Por supuesto. Y no sólo apoyaremos a Serbia, sino también a Bosnia y Herzegovina, Macedonia, Montenegro y Albania. Sin estas naciones, a Europa siempre le faltará algo. Estos Estados le pertenecen a Europa. Lo que no sé es cuánto tiempo les llevará cumplir con los requisitos necesarios (para la anexión). Quizá muchos años.

 

─ ¿Le gusta la Europa de hoy?

Siempre ha habido problemas y hay que resolverlos. Pero Europa es todavía el sitio en el que se vive mejor.

 

No entiendo, ¿y la austeridad?, ¿le gusta el modelo económico de la UE?

Al respecto hoy hay dos voces dominantes. Una dice “gastemos” y la otra “ahorremos”. No obstante, yo creo que ninguna de las dos está en lo cierto, no son (posiciones) factibles. No podemos gastar sin freno, pero tampoco ahorrar tanto y quitarle la posibilidad a la gente de vivir normalmente. Tenemos que encontrar un equilibrio. ¡Hasta nos lo están diciendo algunos Premios Nobel! Y los políticos deberíamos escucharlos, porque [de no hacerlo], se generarán los problemas políticos y sociales que hay en Grecia. Otro asunto es que el neoliberalismo no es la respuesta a esta crisis. La Unión tiene ciertas características, como el Estado de Bienestar, que han de ser protegidas.

 

Sin embargo, Croacia ha aceptado las privatizaciones que pidió la Unión. Es así, ¿no?

No fue sólo una (reacción a una) petición de la Unión. Lo hicimos porque en Croacia muchas empresas aún son propiedad del Estado, y algunas son muy pequeñas. Creo que los Estados deberían mantener en sus manos sólo las empresas estratégicas, como las energéticas, ya que además el Estado no es un empresario eficiente.

 

Las élites croatas cometieron muchos errores en los 90 y el resultado es que hoy Croacia es un país desindustrializado…

Sí, se llevaron a cabo una serie de privatizaciones; algunas (empresas) acabaron en manos de criminales, otras en las de gente incompetente. Esto no ha de repetirse. Había muchas empresas buenas antes de nuestra independencia y por eso ahora hay que pensar en la reindustrialización del país.

─ ¿Qué me dice de que la mayoría de los croatas no están contentos ante esta anexión?

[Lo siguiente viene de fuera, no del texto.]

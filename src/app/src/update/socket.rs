use crux_core::{render::render, Command};

use crate::commands::socket::SocketOutput;
use crate::config::build_ws_url;
use crate::events::{Event, SocketEvent};
use crate::model::Model;
use crate::types::{ConnectionState, InboundMessage, OutboundMessage, PageState};
use crate::update_field;
use crate::{Effect, SocketCmd};

use super::{form, scan};

/// Handle socket events: connection lifecycle and inbound frames
pub fn handle(event: SocketEvent, model: &mut Model) -> Command<Effect, Event> {
    match event {
        SocketEvent::ConnectResponse(output) => handle_connect_response(output, model),
        SocketEvent::SendResponse(output) => {
            if let SocketOutput::Error { message } = output {
                log::warn!("Failed to send frame: {message}");
            }
            Command::done()
        }
        SocketEvent::Closed => {
            log::warn!("WebSocket closed");
            update_field!(model.connection, ConnectionState::Closed)
        }
        SocketEvent::FrameReceived(raw) => match InboundMessage::parse(&raw) {
            Ok(message) => dispatch(message, model),
            Err(e) => {
                log::warn!("Ignoring frame: {e}");
                Command::done()
            }
        },
    }
}

/// Open the single connection of this session
pub fn connect(host: &str, model: &mut Model) -> Command<Effect, Event> {
    if model.connection != ConnectionState::Closed || model.endpoint.is_some() {
        log::debug!("Socket already initialized, ignoring");
        return Command::done();
    }

    let url = build_ws_url(host);
    log::info!("Connecting to {url}");
    model.connection = ConnectionState::Connecting;
    model.endpoint = Some(url.clone());

    Command::all([
        render(),
        SocketCmd::connect(url)
            .build()
            .then_send(|output| Event::Socket(SocketEvent::ConnectResponse(output))),
    ])
}

/// Send a message if the socket is open; otherwise it is dropped.
pub fn send(message: OutboundMessage, model: &Model) -> Command<Effect, Event> {
    if model.connection != ConnectionState::Open {
        log::debug!("Socket not open, dropping {}", message.action());
        return Command::done();
    }

    match message.encode() {
        Ok(frame) => SocketCmd::send(frame)
            .build()
            .then_send(|output| Event::Socket(SocketEvent::SendResponse(output))),
        Err(e) => {
            log::error!("{e}");
            Command::done()
        }
    }
}

fn handle_connect_response(output: SocketOutput, model: &mut Model) -> Command<Effect, Event> {
    match output {
        SocketOutput::Opened => {
            if model.connection == ConnectionState::Open {
                return Command::done();
            }
            log::info!("WebSocket connected");
            model.connection = ConnectionState::Open;
            let request_config = send(OutboundMessage::GetConfig, model);
            Command::all([render(), request_config])
        }
        SocketOutput::Closed => update_field!(model.connection, ConnectionState::Closed),
        SocketOutput::Error { message } => {
            log::error!("WebSocket connection failed: {message}");
            model.connection = ConnectionState::Closed;
            model.set_error_and_render(format!("Connection to device failed: {message}"))
        }
        SocketOutput::Sent => Command::done(),
    }
}

/// Route a decoded frame by its action
fn dispatch(message: InboundMessage, model: &mut Model) -> Command<Effect, Event> {
    if model.page == PageState::Saved {
        log::debug!("Configuration already saved, ignoring {message:?}");
        return Command::done();
    }

    match message {
        InboundMessage::WifiList { ssids } => scan::complete(&ssids, model),
        InboundMessage::SaveAck => {
            log::info!("Config saved. Restarting...");
            model.page = PageState::Saved;
            Command::all([render(), scan::stop(model)])
        }
        InboundMessage::Snapshot(snapshot) => {
            form::populate(&snapshot, model);
            scan::start(model)
        }
    }
}

#[cfg(test)]
mod tests {
    use super::*;
    use crate::commands::socket::SocketOperation;

    fn sent_frames(cmd: &mut Command<Effect, Event>) -> Vec<String> {
        cmd.effects()
            .filter_map(|effect| match effect {
                Effect::Socket(request) => match &request.operation {
                    SocketOperation::Send { frame } => Some(frame.clone()),
                    SocketOperation::Connect { .. } => None,
                },
                _ => None,
            })
            .collect()
    }

    fn open_model() -> Model {
        Model {
            connection: ConnectionState::Open,
            endpoint: Some("ws://192.168.4.1/ws".into()),
            ..Default::default()
        }
    }

    #[test]
    fn connect_targets_ws_path_on_page_host() {
        let mut model = Model::default();

        let mut cmd = connect("192.168.4.1", &mut model);

        let urls: Vec<String> = cmd
            .effects()
            .filter_map(|effect| match effect {
                Effect::Socket(request) => match &request.operation {
                    SocketOperation::Connect { url } => Some(url.clone()),
                    SocketOperation::Send { .. } => None,
                },
                _ => None,
            })
            .collect();
        assert_eq!(urls, vec!["ws://192.168.4.1/ws".to_string()]);
        assert_eq!(model.connection, ConnectionState::Connecting);
    }

    #[test]
    fn second_initialize_does_not_reconnect() {
        let mut model = Model::default();
        let _ = connect("192.168.4.1", &mut model);

        let mut cmd = connect("192.168.4.1", &mut model);

        assert_eq!(cmd.effects().count(), 0);
    }

    #[test]
    fn opened_requests_config_once() {
        let mut model = Model {
            connection: ConnectionState::Connecting,
            ..Default::default()
        };

        let mut cmd = handle(SocketEvent::ConnectResponse(SocketOutput::Opened), &mut model);
        assert_eq!(sent_frames(&mut cmd), vec![r#"{"action":"get_config"}"#]);
        assert_eq!(model.connection, ConnectionState::Open);

        let mut again = handle(SocketEvent::ConnectResponse(SocketOutput::Opened), &mut model);
        assert!(sent_frames(&mut again).is_empty());
    }

    #[test]
    fn send_is_dropped_unless_open() {
        for state in [ConnectionState::Closed, ConnectionState::Connecting] {
            let model = Model {
                connection: state,
                ..Default::default()
            };
            let mut cmd = send(OutboundMessage::GetConfig, &model);
            assert_eq!(cmd.effects().count(), 0, "{state:?}");
        }
    }

    #[test]
    fn connect_error_closes_session_and_reports() {
        let mut model = Model {
            connection: ConnectionState::Connecting,
            ..Default::default()
        };

        let _ = handle(
            SocketEvent::ConnectResponse(SocketOutput::Error {
                message: "refused".into(),
            }),
            &mut model,
        );

        assert_eq!(model.connection, ConnectionState::Closed);
        assert_eq!(
            model.error_message.as_deref(),
            Some("Connection to device failed: refused")
        );
    }

    #[test]
    fn malformed_frame_leaves_model_untouched() {
        let mut model = open_model();
        let before = model.clone();

        let mut cmd = handle(SocketEvent::FrameReceived("{oops".into()), &mut model);

        assert_eq!(model, before);
        assert_eq!(cmd.effects().count(), 0);
    }

    #[test]
    fn closed_socket_drops_later_sends() {
        let mut model = open_model();

        let _ = handle(SocketEvent::Closed, &mut model);
        let mut cmd = send(OutboundMessage::ScanWifi, &model);

        assert_eq!(model.connection, ConnectionState::Closed);
        assert_eq!(cmd.effects().count(), 0);
    }

    #[test]
    fn save_ack_shows_success_page() {
        let mut model = open_model();

        let _ = handle(
            SocketEvent::FrameReceived(r#"{"action":"save_ack","status":"ok"}"#.into()),
            &mut model,
        );

        assert_eq!(model.page, PageState::Saved);
    }

    #[test]
    fn snapshot_populates_form_and_starts_scan() {
        let mut model = open_model();

        let mut cmd = handle(
            SocketEvent::FrameReceived(
                r#"{"action":"config_data","ssidName":"HomeNet","mqttServer":"broker.local"}"#
                    .into(),
            ),
            &mut model,
        );

        assert_eq!(model.saved_ssid, "HomeNet");
        assert_eq!(model.form.mqtt_server, "broker.local");
        assert_eq!(model.form.mqtt_server_port, "1883");
        assert!(model.scan.is_scanning());
        assert_eq!(sent_frames(&mut cmd), vec![r#"{"action":"scan_wifi"}"#]);
    }

    #[test]
    fn frames_after_save_are_ignored() {
        let mut model = Model {
            page: PageState::Saved,
            ..open_model()
        };

        let _ = handle(
            SocketEvent::FrameReceived(r#"{"ssidName":"Other"}"#.into()),
            &mut model,
        );

        assert_eq!(model.saved_ssid, "");
        assert!(!model.scan.is_scanning());
    }
}
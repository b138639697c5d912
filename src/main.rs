use std::fs::OpenOptions;
use std::sync::{Arc, Mutex};

use clap::Parser;
use tracing_subscriber::{fmt, prelude::*, EnvFilter};

use warta::app::AppContext;
use warta::cli::{commands, Cli, Commands};
use warta::config::Config;

#[tokio::main]
async fn main() -> anyhow::Result<()> {
    let cli = Cli::parse();
    let is_tui = matches!(cli.command, Commands::Tui);

    // The TUI owns the terminal, so its logs go to a file instead.
    if is_tui {
        let log_path = AppContext::default_data_dir()?.join("warta.log");
        let log_file = OpenOptions::new()
            .create(true)
            .append(true)
            .open(&log_path)?;
        tracing_subscriber::registry()
            .with(fmt::layer().with_ansi(false).with_writer(Mutex::new(log_file)))
            .with(EnvFilter::from_default_env())
            .init();
    } else {
        tracing_subscriber::registry()
            .with(fmt::layer().with_writer(std::io::stderr))
            .with(EnvFilter::from_default_env())
            .init();
    }

    let config = Config::load()?;
    let ctx = AppContext::new(config, cli.db)?;

    match cli.command {
        Commands::Home { term, open } => {
            commands::home(&ctx, &term, open).await?;
        }
        Commands::Search { query, sort, open } => {
            commands::search(&ctx, &query, sort, open).await?;
        }
        Commands::History => {
            commands::history(&ctx)?;
        }
        Commands::Tui => {
            warta::tui::run(Arc::new(ctx)).await?;
        }
    }

    Ok(())
}
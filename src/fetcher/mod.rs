pub mod http_fetcher;

use async_trait::async_trait;

use crate::app::Result;

/// One outbound query against the news search endpoint.
///
/// Implementations return the raw response body; decoding lives in the
/// normalizer.
#[async_trait]
pub trait Fetcher {
    async fn fetch(&self, term: &str) -> Result<Vec<u8>>;
}
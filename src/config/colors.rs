//! Color configuration for the TUI.

use ratatui::style::Color;
use serde::{de, Deserialize, Deserializer};

#[derive(Debug, Clone, Deserialize)]
#[serde(default)]
pub struct ColorConfig {
    #[serde(deserialize_with = "deserialize_color")]
    pub active_border: Color,
    #[serde(deserialize_with = "deserialize_color")]
    pub inactive_border: Color,
    #[serde(deserialize_with = "deserialize_color")]
    pub selection_bg: Color,
    #[serde(deserialize_with = "deserialize_color")]
    pub selection_fg: Color,
    #[serde(deserialize_with = "deserialize_color")]
    pub hero_title: Color,
    #[serde(deserialize_with = "deserialize_color")]
    pub headline: Color,
    #[serde(deserialize_with = "deserialize_color")]
    pub description: Color,
    #[serde(deserialize_with = "deserialize_color")]
    pub metadata: Color,
    #[serde(deserialize_with = "deserialize_color")]
    pub source: Color,
    #[serde(deserialize_with = "deserialize_color")]
    pub input_active: Color,
    #[serde(deserialize_with = "deserialize_color")]
    pub status_fg: Color,
    #[serde(deserialize_with = "deserialize_color")]
    pub status_bg: Color,
}

impl Default for ColorConfig {
    fn default() -> Self {
        Self {
            active_border: Color::Red,
            inactive_border: Color::DarkGray,
            selection_bg: Color::Red,
            selection_fg: Color::White,
            hero_title: Color::White,
            headline: Color::Gray,
            description: Color::DarkGray,
            metadata: Color::Yellow,
            source: Color::Blue,
            input_active: Color::Yellow,
            status_fg: Color::White,
            status_bg: Color::DarkGray,
        }
    }
}

fn deserialize_color<'de, D>(deserializer: D) -> Result<Color, D::Error>
where
    D: Deserializer<'de>,
{
    let s = String::deserialize(deserializer)?;
    parse_color_string(&s).map_err(de::Error::custom)
}

/// Parse a named color ("DarkGray", "light red") or a "#RRGGBB" hex code.
pub fn parse_color_string(s: &str) -> Result<Color, String> {
    s.trim()
        .parse::<Color>()
        .map_err(|_| format!("Unknown color: {}", s))
}
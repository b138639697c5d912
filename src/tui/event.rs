use crossterm::event::{self, Event, KeyEvent, KeyEventKind};
use std::time::Duration;

use crate::app::Result;

pub enum AppEvent {
    Key(KeyEvent),
    Tick,
}

pub struct EventHandler {
    tick_rate: Duration,
}

impl EventHandler {
    pub fn new(tick_rate: Duration) -> Self {
        Self { tick_rate }
    }

    /// Wait up to one tick for a key press.
    pub fn next(&self) -> Result<AppEvent> {
        if event::poll(self.tick_rate)? {
            if let Event::Key(key) = event::read()? {
                if key.kind == KeyEventKind::Press {
                    return Ok(AppEvent::Key(key));
                }
            }
        }
        Ok(AppEvent::Tick)
    }
}

#[derive(Debug, Clone, Copy, PartialEq, Eq)]
pub enum Action {
    Quit,
    MoveUp,
    MoveDown,
    NextPage,
    PrevPage,
    NextView,
    PrevView,
    OpenArticle,
    FocusSearch,
    QuickFilter,
    ToggleSort,
    Refresh,
    None,
}
use std::fmt;
use std::str::FromStr;

use chrono::{DateTime, Utc};

use crate::domain::Article;

#[derive(Debug, Clone, Copy, Default, PartialEq, Eq)]
pub enum SortOrder {
    #[default]
    NewestFirst,
    OldestFirst,
}

impl SortOrder {
    pub fn toggle(self) -> Self {
        match self {
            SortOrder::NewestFirst => SortOrder::OldestFirst,
            SortOrder::OldestFirst => SortOrder::NewestFirst,
        }
    }

    pub fn label(self) -> &'static str {
        match self {
            SortOrder::NewestFirst => "Newest",
            SortOrder::OldestFirst => "Oldest",
        }
    }
}

impl fmt::Display for SortOrder {
    fn fmt(&self, f: &mut fmt::Formatter<'_>) -> fmt::Result {
        f.write_str(self.label())
    }
}

impl FromStr for SortOrder {
    type Err = String;

    fn from_str(s: &str) -> Result<Self, Self::Err> {
        match s.trim().to_lowercase().as_str() {
            "newest" | "newest-first" | "terbaru" => Ok(SortOrder::NewestFirst),
            "oldest" | "oldest-first" | "terlama" => Ok(SortOrder::OldestFirst),
            _ => Err(format!("Unknown sort order: {} (use newest or oldest)", s)),
        }
    }
}

/// Sort key for an article. Timestamps that do not parse count as the
/// oldest possible instant.
fn sort_key(article: &Article) -> DateTime<Utc> {
    article
        .published_instant()
        .unwrap_or(DateTime::<Utc>::MIN_UTC)
}

/// Stable sort by `publishedAt`.
pub fn sort_by_published_at(articles: &mut [Article], order: SortOrder) {
    match order {
        SortOrder::NewestFirst => articles.sort_by(|a, b| sort_key(b).cmp(&sort_key(a))),
        SortOrder::OldestFirst => articles.sort_by_key(sort_key),
    }
}
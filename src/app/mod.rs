pub mod context;
pub mod error;

pub use context::AppContext;
pub use error::{Result, WartaError};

No estoy de acuerdo con esto; no es verdad.

 

Pero si sólo 22% votó en las primeras elecciones europeas…

Tienen algunos miedos, es normal. Además, ha sido una época de muchas elecciones; por eso no fueron a votar. ¿Cómo podríamos vivir pacíficamente esta transición si ellos no estuvieran de acuerdo? ¿Se lo imagina?

 

Aún no están en el Acuerdo de Schengen, pero la entrada de Croacia se prevé para 2016. ¿Están preparados?

Eso ocurrirá en dos años. Estamos en ello (en adecuarnos a los estándares europeos). Y, de todas formas, no me gustaría ver una muralla china en la frontera de Croacia. Creo que sería un gran error clausurar la puerta a nuestros vecinos.